# [Task to complete]
Word for word, output the data that follows.

# [Entries supplied]
● ● ● ● ● ● ●

//! # GLIMMER
//!
//! A decorative particle trail that follows the pointer, drawn on a
//! transparent overlay above everything else.
//!
//! ## Architecture
//!
//! ```text
//! ┌─────────────────────────────────────────────────────────────────────┐
//! │                              HOST                                   │
//! │   pointer events     resize events     frame callbacks    surface   │
//! └────────┬──────────────────┬──────────────────┬──────────────────▲───┘
//!          │                  │                  │                  │
//!          ▼                  ▼                  ▼                  │
//! ┌─────────────────────────────────────────────────────────────────┴───┐
//! │                        CursorTrail (this crate)                     │
//! │                                                                     │
//! │  ┌──────────────────────┐        ┌──────────────────────────────┐   │
//! │  │  glimmer_core        │        │  glimmer_ui                  │   │
//! │  │  • PointerTracker    │──────> │  • TrailPainter              │   │
//! │  │  • Spawner           │        │  • DrawBatch                 │   │
//! │  │  • TrailSimulation   │        │  • Surface                   │   │
//! │  │  • find_links        │        │                              │   │
//! │  └──────────────────────┘        └──────────────────────────────┘   │
//! │                      glimmer_shared: config, colour, math           │
//! └─────────────────────────────────────────────────────────────────────┘
//! ```
//!
//! ## Modules
//!
//! - `host`: what the trail needs from its environment
//! - `trail`: the activate / frame / deactivate lifecycle
//! - `headless`: an in-memory host for replays and tests
//!
//! ## Example
//!
//! ```
//! use glimmer::{CursorTrail, HeadlessHost, HostEvent, TrailConfig, TrailState, Viewport};
//!
//! let mut host = HeadlessHost::new(Viewport::new(800, 600));
//! let mut trail = CursorTrail::new(&mut host, TrailConfig::default());
//! assert_eq!(trail.activate(), TrailState::Running);
//!
//! trail.dispatch(HostEvent::PointerMove { x: 100.0, y: 100.0 });
//! trail.fire_pending_frame();
//! trail.dispatch(HostEvent::PointerMove { x: 110.0, y: 100.0 });
//! let report = trail.fire_pending_frame().unwrap();
//! assert_eq!(report.tick.spawned, 3);
//!
//! drop(trail);
//! assert_eq!(host.listener_count(), 0);
//! assert_eq!(host.pending_frame(), None);
//! ```

#![deny(missing_docs)]
#![deny(unsafe_code)]
#![deny(clippy::all)]
#![warn(clippy::pedantic)]
#![deny(clippy::perf)]

pub mod headless;
pub mod host;
pub mod trail;

// Re-export the layers
pub use glimmer_core as core;
pub use glimmer_shared as shared;
pub use glimmer_ui as ui;

// Re-export commonly used types
pub use glimmer_shared::{ConfigError, ConfigResult, TrailConfig};
pub use glimmer_ui::{SurfaceError, Viewport};
pub use headless::HeadlessHost;
pub use host::{FrameHandle, HostEvent, HostEventKind, ListenerId, TrailHost};
pub use trail::{CursorTrail, FrameReport, TrailState, TrailStats};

● ● ● ● ● ● ●

# [Answer area]
//! # GLIMMER
//!
//! A decorative particle trail that follows the pointer, drawn on a
//! transparent overlay above everything else.
//!
//! ## Architecture
//!
//! ```text
//! ┌─────────────────────────────────────────────────────────────────────┐
//! │                              HOST                                   │
//! │   pointer events     resize events     frame callbacks    surface   │
//! └────────┬──────────────────┬──────────────────┬──────────────────▲───┘
//!          │                  │                  │                  │
//!          ▼                  ▼                  ▼                  │
//! ┌─────────────────────────────────────────────────────────────────┴───┐
//! │                        CursorTrail (this crate)                     │
//! │                                                                     │
//! │  ┌──────────────────────┐        ┌──────────────────────────────┐   │
//! │  │  glimmer_core        │        │  glimmer_ui                  │   │
//! │  │  • PointerTracker    │──────> │  • TrailPainter              │   │
//! │  │  • Spawner           │        │  • DrawBatch                 │   │
//! │  │  • TrailSimulation   │        │  • Surface                   │   │
//! │  │  • find_links        │        │                              │   │
//! │  └──────────────────────┘        └──────────────────────────────┘   │
//! │                      glimmer_shared: config, colour, math           │
//! └─────────────────────────────────────────────────────────────────────┘
//! ```
//!
//! ## Modules
//!
//! - `host`: what the trail needs from its environment
//! - `trail`: the activate / frame / deactivate lifecycle
//! - `headless`: an in-memory host for replays and tests
//!
//! ## Example
//!
//! ```
//! use glimmer::{CursorTrail, HeadlessHost, HostEvent, TrailConfig, TrailState, Viewport};
//!
//! let mut host = HeadlessHost::new(Viewport::new(800, 600));
//! let mut trail = CursorTrail::new(&mut host, TrailConfig::default());
//! assert_eq!(trail.activate(), TrailState::Running);
//!
//! trail.dispatch(HostEvent::PointerMove { x: 100.0, y: 100.0 });
//! trail.fire_pending_frame();
//! trail.dispatch(HostEvent::PointerMove { x: 110.0, y: 100.0 });
//! let report = trail.fire_pending_frame().unwrap();
//! assert_eq!(report.tick.spawned, 3);
//!
//! drop(trail);
//! assert_eq!(host.listener_count(), 0);
//! assert_eq!(host.pending_frame(), None);
//! ```

#![deny(missing_docs)]
#![deny(unsafe_code)]
#![deny(clippy::all)]
#![warn(clippy::pedantic)]
#![deny(clippy::perf)]

pub mod headless;
pub mod host;
pub mod trail;

// Re-export the layers
pub use glimmer_core as core;
pub use glimmer_shared as shared;
pub use glimmer_ui as ui;

// Re-export commonly used types
pub use glimmer_shared::{ConfigError, ConfigResult, TrailConfig};
pub use glimmer_ui::{SurfaceError, Viewport};
pub use headless::HeadlessHost;
pub use host::{FrameHandle, HostEvent, HostEventKind, ListenerId, TrailHost};
pub use trail::{CursorTrail, FrameReport, TrailState, TrailStats};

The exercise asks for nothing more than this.